No final de semana, no Rio, caminhando na beira do mar e observado o movimento da maré que levava e trazia as ondas, refleti sobre este momento especial que a Academia Friburguense de Letras vive. Ao abrir suas portas e janelas para a cidade, tornou-se enfeitada pela juventude. Eles, como todos nós, os escritores, são observadores por essência; querem compreender as causas das diferenças. As semelhanças não nos tocam da mesma forma e dá-nos poucos motivos para escrever. A diferença nos espanta e nos faz ir além da percepção; cria em nós a necessidade de registrar as emoções que emanam das distinções que separam uma coisa da outra, uma pessoa das demais e fazem de cada acontecer, por mais rotineiro que seja, um momento único. Somos seres separados e vivemos num mundo repartido.

Os olhos jovens têm o privilégio dos olhares iniciais. Têm espantos e encantamentos contundentes que os fazem escutar as vozes que emanam do próprio inconsciente e do imenso coletivo. Seus olhos têm sabedoria ingênua e esperançosa, suas inconformadas visões os tornam poetas e prosadores. Assim, em palavras tornas e linhas curvas, eles, de formas únicas, excepcionalmente diferentes, exaltam tudo. Neste tudo, dentro do qual estamos inseridos, sempre tão cruel, quanto acolhedor, são apaixonados pela vida. Em cada texto, o escritor vai se posicionando na beira de caminhos e equilibrando-se, vai se acostumando com a sonoridade das letras e o significado das palavras.

Os jovens escritores são despretensiosos. As intenções primeiras, carregadas de sensibilidades, revelam o querer entender as contradições e discrepâncias da vida para encontrarem os sentidos da sua própria existência.  Seus olhares notam os detalhes, os contornos das circunstâncias que revelam, em suas mais delicadas sutilezas, as essências das coisas.

Seus olhares alados, sobem ao firmamento para verem do alto o acontecer. É o sobrevoo sobre si mesmo. O olhar de afastamento que tanto Umberto Eco valorizava. O longe tem lentes de aumento; ressaltam muralhas, cores e caminhos.

E, exatamente neste momento de escrita, quase no final deste texto, choro a perda inesperada do nosso Hart. Ah, o nosso acadêmico querido, meigo, amigo e dedicado. Padrinho da Ania, a promissora jovem escritora que toma posse. Esta perda sofrida me reforça todo este pensamento. Quando nossos olhos alam, viajam da alma ao universo e conseguem ver a beleza das pessoas que estão perto de nós.

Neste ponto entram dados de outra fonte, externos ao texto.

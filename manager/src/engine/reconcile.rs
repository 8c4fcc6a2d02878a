use super::{ArmOutcome, Effect, MaintenanceEngine};
use crate::event::MaintenanceEvent;
use crate::notifications::Notification;
use serde::Serialize;
use std::collections::HashMap;
use tracing::{debug, info, instrument, warn};

/// What one reconciliation pass changed.
#[derive(Debug, Clone, Default, PartialEq, Eq, Serialize)]
pub struct ReconcileReport {
    pub added: Vec<String>,
    pub updated: Vec<String>,
    pub cancelled: Vec<String>,
    /// Ended events dropped without a cancellation notice
    pub pruned: Vec<String>,
    /// Fetched events that were already over
    pub rejected: Vec<String>,
    pub unchanged: usize,
}

impl ReconcileReport {
    pub fn has_changes(&self) -> bool {
        !self.added.is_empty()
            || !self.updated.is_empty()
            || !self.cancelled.is_empty()
            || !self.pruned.is_empty()
    }
}

impl MaintenanceEngine {
    /// Diff the full set of currently visible events against the schedule.
    ///
    /// Events missing from `fetched` are cancelled unless they already ended.
    /// Cancelling the active maintenance does not leave maintenance mode; that
    /// still takes [`MaintenanceEngine::end_maintenance`].
    #[instrument(skip_all, fields(fetched = fetched.len()))]
    pub async fn reconcile(&self, fetched: Vec<MaintenanceEvent>) -> ReconcileReport {
        let mut report = ReconcileReport::default();
        let mut effects = Vec::new();

        {
            let mut state = self.state.lock().await;
            let now = self.clock.now();

            let mut incoming: HashMap<String, MaintenanceEvent> = HashMap::with_capacity(fetched.len());
            let mut order = Vec::with_capacity(fetched.len());
            for event in fetched {
                if incoming.contains_key(&event.id) {
                    warn!("Duplicate event id {} in feed, keeping the first copy", event.id);
                    continue;
                }
                order.push(event.id.clone());
                incoming.insert(event.id.clone(), event);
            }

            let current_id = state.mode.current().map(|current| current.id.clone());
            let held: Vec<MaintenanceEvent> = state.schedule.iter().cloned().collect();

            for event in held {
                let is_current = current_id.as_deref() == Some(event.id.as_str());

                if event.has_ended(now) {
                    if !is_current {
                        debug!("Pruning ended maintenance {}", event.id);
                        state.forget(&event.id);
                        report.pruned.push(event.id);
                    }
                    continue;
                }

                if !incoming.contains_key(&event.id) {
                    info!("Maintenance {} ({}) cancelled", event.id, event.title);
                    if is_current {
                        info!("Maintenance mode stays on until {} is ended explicitly", event.id);
                    }
                    state.forget(&event.id);
                    report.cancelled.push(event.id.clone());
                    effects.push(Effect::Notify(Notification::Cancelled(event)));
                }
            }

            for id in order {
                let Some(event) = incoming.remove(&id) else {
                    continue;
                };

                match state.schedule.get(&id).cloned() {
                    None => match self.arm_locked(&mut state, event, &mut effects) {
                        ArmOutcome::Armed => report.added.push(id),
                        ArmOutcome::Unchanged => report.unchanged += 1,
                        ArmOutcome::Stale => report.rejected.push(id),
                    },
                    Some(held) if held == event => report.unchanged += 1,
                    Some(held) => {
                        info!(
                            "Maintenance {} updated: {} - {} -> {} - {}",
                            id, held.start_time, held.end_time, event.start_time, event.end_time
                        );
                        let cancelled = state.ledger.disarm(&id);
                        debug!("Cancelled {} timers of the previous version of {}", cancelled, id);

                        effects.push(Effect::Notify(Notification::Updated {
                            old: held,
                            new: event.clone(),
                        }));
                        self.replace_locked(&mut state, event.clone());
                        self.arm_timers_locked(&mut state, &event, now, &mut effects);
                        report.updated.push(id);
                    }
                }
            }

            if report.has_changes() {
                self.persist_locked(&state).await;
            }
        }

        info!(
            "Reconciled calendar: {} added, {} updated, {} cancelled, {} pruned, {} unchanged",
            report.added.len(),
            report.updated.len(),
            report.cancelled.len(),
            report.pruned.len(),
            report.unchanged
        );

        self.dispatch(effects).await;
        report
    }
}
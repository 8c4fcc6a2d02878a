use crate::event::MaintenanceEvent;
use chrono::{DateTime, Utc};

/// Held maintenance windows, sorted ascending by start time with unique ids.
#[derive(Debug, Clone, Default)]
pub struct Schedule {
    events: Vec<MaintenanceEvent>,
}

impl Schedule {
    pub fn new() -> Self {
        Self::default()
    }

    pub fn get(&self, id: &str) -> Option<&MaintenanceEvent> {
        self.events.iter().find(|event| event.id == id)
    }

    #[inline]
    pub fn contains(&self, id: &str) -> bool {
        self.get(id).is_some()
    }

    /// Insert or replace by id, keeping the start-time order. Events sharing a
    /// start time keep their insertion order.
    pub fn upsert(&mut self, event: MaintenanceEvent) -> Option<MaintenanceEvent> {
        let previous = self.remove(&event.id);
        let position = self
            .events
            .partition_point(|held| held.start_time <= event.start_time);
        self.events.insert(position, event);
        previous
    }

    pub fn remove(&mut self, id: &str) -> Option<MaintenanceEvent> {
        let position = self.events.iter().position(|event| event.id == id)?;
        Some(self.events.remove(position))
    }

    pub fn iter(&self) -> impl Iterator<Item = &MaintenanceEvent> {
        self.events.iter()
    }

    pub fn ids(&self) -> Vec<String> {
        self.events.iter().map(|event| event.id.clone()).collect()
    }

    pub fn len(&self) -> usize {
        self.events.len()
    }

    pub fn is_empty(&self) -> bool {
        self.events.is_empty()
    }

    /// Earliest event that has not started yet.
    pub fn next_upcoming(&self, now: DateTime<Utc>) -> Option<&MaintenanceEvent> {
        self.events.iter().find(|event| event.start_time > now)
    }
}
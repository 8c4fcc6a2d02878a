//! End-to-end scenario: calendar feed -> engine -> Discord webhook, across a
//! restart of the service.

mod common;

use chrono::Duration;
use common::fixtures::mock_calendar::{timed_item, API_KEY, CALENDAR_ID};
use common::fixtures::*;
use maintenance_manager::calendar::GoogleCalendarClient;
use maintenance_manager::clock::{Clock, TokioClock};
use maintenance_manager::config::{CalendarConfig, DiscordConfig};
use maintenance_manager::engine::{EngineSettings, MaintenanceEngine};
use maintenance_manager::gateway::ExemptionPolicy;
use maintenance_manager::notifications::DiscordNotifier;
use maintenance_manager::scheduler::sync::sync_calendar;
use maintenance_manager::state::StateStore;
use std::path::Path;
use std::sync::Arc;
use tempfile::TempDir;

struct Service {
    engine: Arc<MaintenanceEngine>,
    feed: GoogleCalendarClient,
}

fn start_service(
    calendar: &MockCalendarServer,
    webhook: &MockWebhookServer,
    state_file: &Path,
    gateway: Arc<FakeGateway>,
) -> Service {
    let clock: Arc<dyn Clock> = Arc::new(TokioClock::starting_at(anchor()));

    let discord = DiscordConfig {
        enabled: true,
        webhook_url: webhook.webhook_url(),
        footer: None,
    };
    let notifier = Arc::new(DiscordNotifier::new(&discord, chrono_tz::UTC).unwrap());

    let engine = MaintenanceEngine::new(
        EngineSettings::default(),
        StateStore::new(state_file),
        notifier,
        gateway,
        ExemptionPolicy::Unavailable,
        clock.clone(),
    );

    let calendar_config = CalendarConfig {
        enabled: true,
        api_key: API_KEY.to_string(),
        calendar_id: CALENDAR_ID.to_string(),
        check_interval_minutes: 30,
        base_url: Some(calendar.base_url()),
    };
    let feed = GoogleCalendarClient::new(&calendar_config, chrono_tz::UTC, clock).unwrap();

    Service { engine, feed }
}

async fn embed_titles(webhook: &MockWebhookServer) -> Vec<String> {
    webhook
        .received_bodies()
        .await
        .iter()
        .filter_map(|body| body["embeds"][0]["title"].as_str().map(str::to_string))
        .collect()
}

#[tokio::test]
async fn test_calendar_driven_lifecycle() {
    let calendar = MockCalendarServer::start().await;
    let webhook = MockWebhookServer::start().await;
    webhook.mock_success().await;
    let gateway = Arc::new(FakeGateway::new());
    gateway.connect(principal("1"));

    let state_dir = TempDir::new().unwrap();
    let state_file = state_dir.path().join("state.json");
    let service = start_service(&calendar, &webhook, &state_file, gateway.clone());
    assert_eq!(service.engine.recover().await.restored, 0);

    // 1. Two events appear in the calendar
    calendar
        .mock_events(vec![
            timed_item("patch", "Patch day", "2026-06-03T12:00:00Z", "2026-06-03T13:00:00Z"),
            timed_item("move", "Rack move", "2026-06-04T12:00:00Z", "2026-06-04T16:00:00Z"),
        ])
        .await;

    let report = sync_calendar(&service.feed, &service.engine).await.unwrap();
    assert_eq!(report.added.len(), 2);
    let titles = embed_titles(&webhook).await;
    assert_eq!(titles.len(), 2);
    assert!(titles.iter().all(|t| t.contains("Maintenance scheduled")));

    // Polling again with the same calendar is silent
    let report = sync_calendar(&service.feed, &service.engine).await.unwrap();
    assert_eq!(report.unchanged, 2);
    assert_eq!(webhook.request_count().await, 2);

    // 2. One event is moved, the other deleted
    calendar.server.reset().await;
    calendar
        .mock_events(vec![timed_item(
            "patch",
            "Patch day",
            "2026-06-03T14:00:00Z",
            "2026-06-03T15:00:00Z",
        )])
        .await;

    let report = sync_calendar(&service.feed, &service.engine).await.unwrap();
    assert_eq!(report.updated, vec!["patch".to_string()]);
    assert_eq!(report.cancelled, vec!["move".to_string()]);
    let titles = embed_titles(&webhook).await;
    assert_eq!(titles.len(), 4);
    assert!(titles.iter().any(|t| t.contains("Maintenance cancelled")));
    assert!(titles.iter().any(|t| t.contains("Maintenance rescheduled: Patch day")));

    // 3. An emergency window that has just begun
    calendar.server.reset().await;
    calendar
        .mock_events(vec![
            timed_item("hotfix", "Hotfix", "2026-06-01T11:59:50Z", "2026-06-01T13:00:00Z"),
            timed_item("patch", "Patch day", "2026-06-03T14:00:00Z", "2026-06-03T15:00:00Z"),
        ])
        .await;

    sync_calendar(&service.feed, &service.engine).await.unwrap();
    assert_eq!(
        service.engine.mode().current().map(|e| e.id.clone()),
        Some("hotfix".to_string())
    );
    assert_eq!(gateway.disconnected_ids(), vec!["1".to_string()]);
    let titles = embed_titles(&webhook).await;
    assert!(titles.last().unwrap().contains("Maintenance started: Hotfix"));

    // 4. The service restarts mid-maintenance
    service.engine.shutdown(std::time::Duration::from_secs(1)).await;
    let sent_before_restart = webhook.request_count().await;

    let service = start_service(&calendar, &webhook, &state_file, gateway.clone());
    let recovery = service.engine.recover().await;

    assert_eq!(recovery.resumed, Some("hotfix".to_string()));
    assert_eq!(recovery.rearmed, vec!["patch".to_string()]);
    assert!(service.engine.is_maintenance_mode());
    assert_eq!(webhook.request_count().await, sent_before_restart);

    // 5. An operator ends the maintenance
    assert!(service.engine.end_maintenance().await);
    assert!(!service.engine.is_maintenance_mode());
    let titles = embed_titles(&webhook).await;
    assert!(titles.last().unwrap().contains("Maintenance finished: Hotfix"));

    let snapshot = StateStore::new(&state_file).load().await.expect("patch still scheduled");
    assert!(!snapshot.maintenance_mode_active);
    assert_eq!(snapshot.events.len(), 1);
    assert!(snapshot.was_announced("patch"));

    service.engine.shutdown(std::time::Duration::from_secs(1)).await;
}

#[tokio::test(start_paused = true)]
async fn test_hour_ahead_window_runs_until_ended() {
    let harness = TestHarness::new();
    let a = hourly(events::A, harness.now(), 1);

    harness.engine.reconcile(vec![a.clone()]).await;
    assert!(!harness.engine.is_maintenance_mode());

    harness.advance(Duration::hours(1) + Duration::seconds(1)).await;
    assert_eq!(harness.engine.mode().current(), Some(&a));

    assert!(harness.engine.end_maintenance().await);
    assert!(!harness.engine.is_maintenance_mode());
    assert!(harness.engine.scheduled_events().await.is_empty());
    assert!(!harness.store().exists().await);
    assert_eq!(
        harness.notifier.kinds(),
        vec![kinds::SCHEDULED, kinds::STARTED, kinds::ENDED]
    );
}

#[tokio::test(start_paused = true)]
async fn test_extended_window_is_updated_once() {
    let harness = TestHarness::new();
    let a = hourly(events::A, harness.now(), 1);
    let extended = event_at(events::A, harness.now(), Duration::hours(1), Duration::hours(2));

    harness.engine.reconcile(vec![a]).await;
    harness.advance(Duration::minutes(20)).await;

    harness.engine.reconcile(vec![extended.clone()]).await;
    harness.engine.reconcile(vec![extended.clone()]).await;
    assert_eq!(harness.notifier.count_for(kinds::UPDATED, events::A), 1);

    harness.advance(Duration::minutes(40) + Duration::seconds(1)).await;
    assert_eq!(harness.engine.mode().current(), Some(&extended));
    assert_eq!(harness.notifier.count(kinds::STARTED), 1);
}
pub mod calendar;
pub mod clock;
pub mod config;
pub mod constants;
pub mod engine;
pub mod errors;
pub mod event;
pub mod gateway;
pub mod notifications;
pub mod scheduler;
pub mod state;
pub mod web;

// Re-export commonly used types
pub use calendar::{CalendarFeed, GoogleCalendarClient};
pub use clock::{Clock, SystemClock, TokioClock};
pub use config::{Config, ConfigManager};
pub use engine::{EngineSettings, MaintenanceEngine, Mode};
pub use event::MaintenanceEvent;
pub use gateway::{ExemptionPolicy, PlayerGateway, Principal, SessionRegistry};
pub use notifications::{DiscordNotifier, Notification, Notifier};
pub use scheduler::CalendarSyncScheduler;
pub use state::{PersistedState, StateStore};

Num misto de alegria e tristeza, vamos dar a benção, enquanto voto de felicidade, aos jovens escritores que se tornarão acadêmicos na sexta-feira. Para nós, cada um deles será como uma obra de arte e é assim que vamos tratá-los.

Que os jovens escritores, diante da folha de papel em branco, cultivem as asas dos seus olhos.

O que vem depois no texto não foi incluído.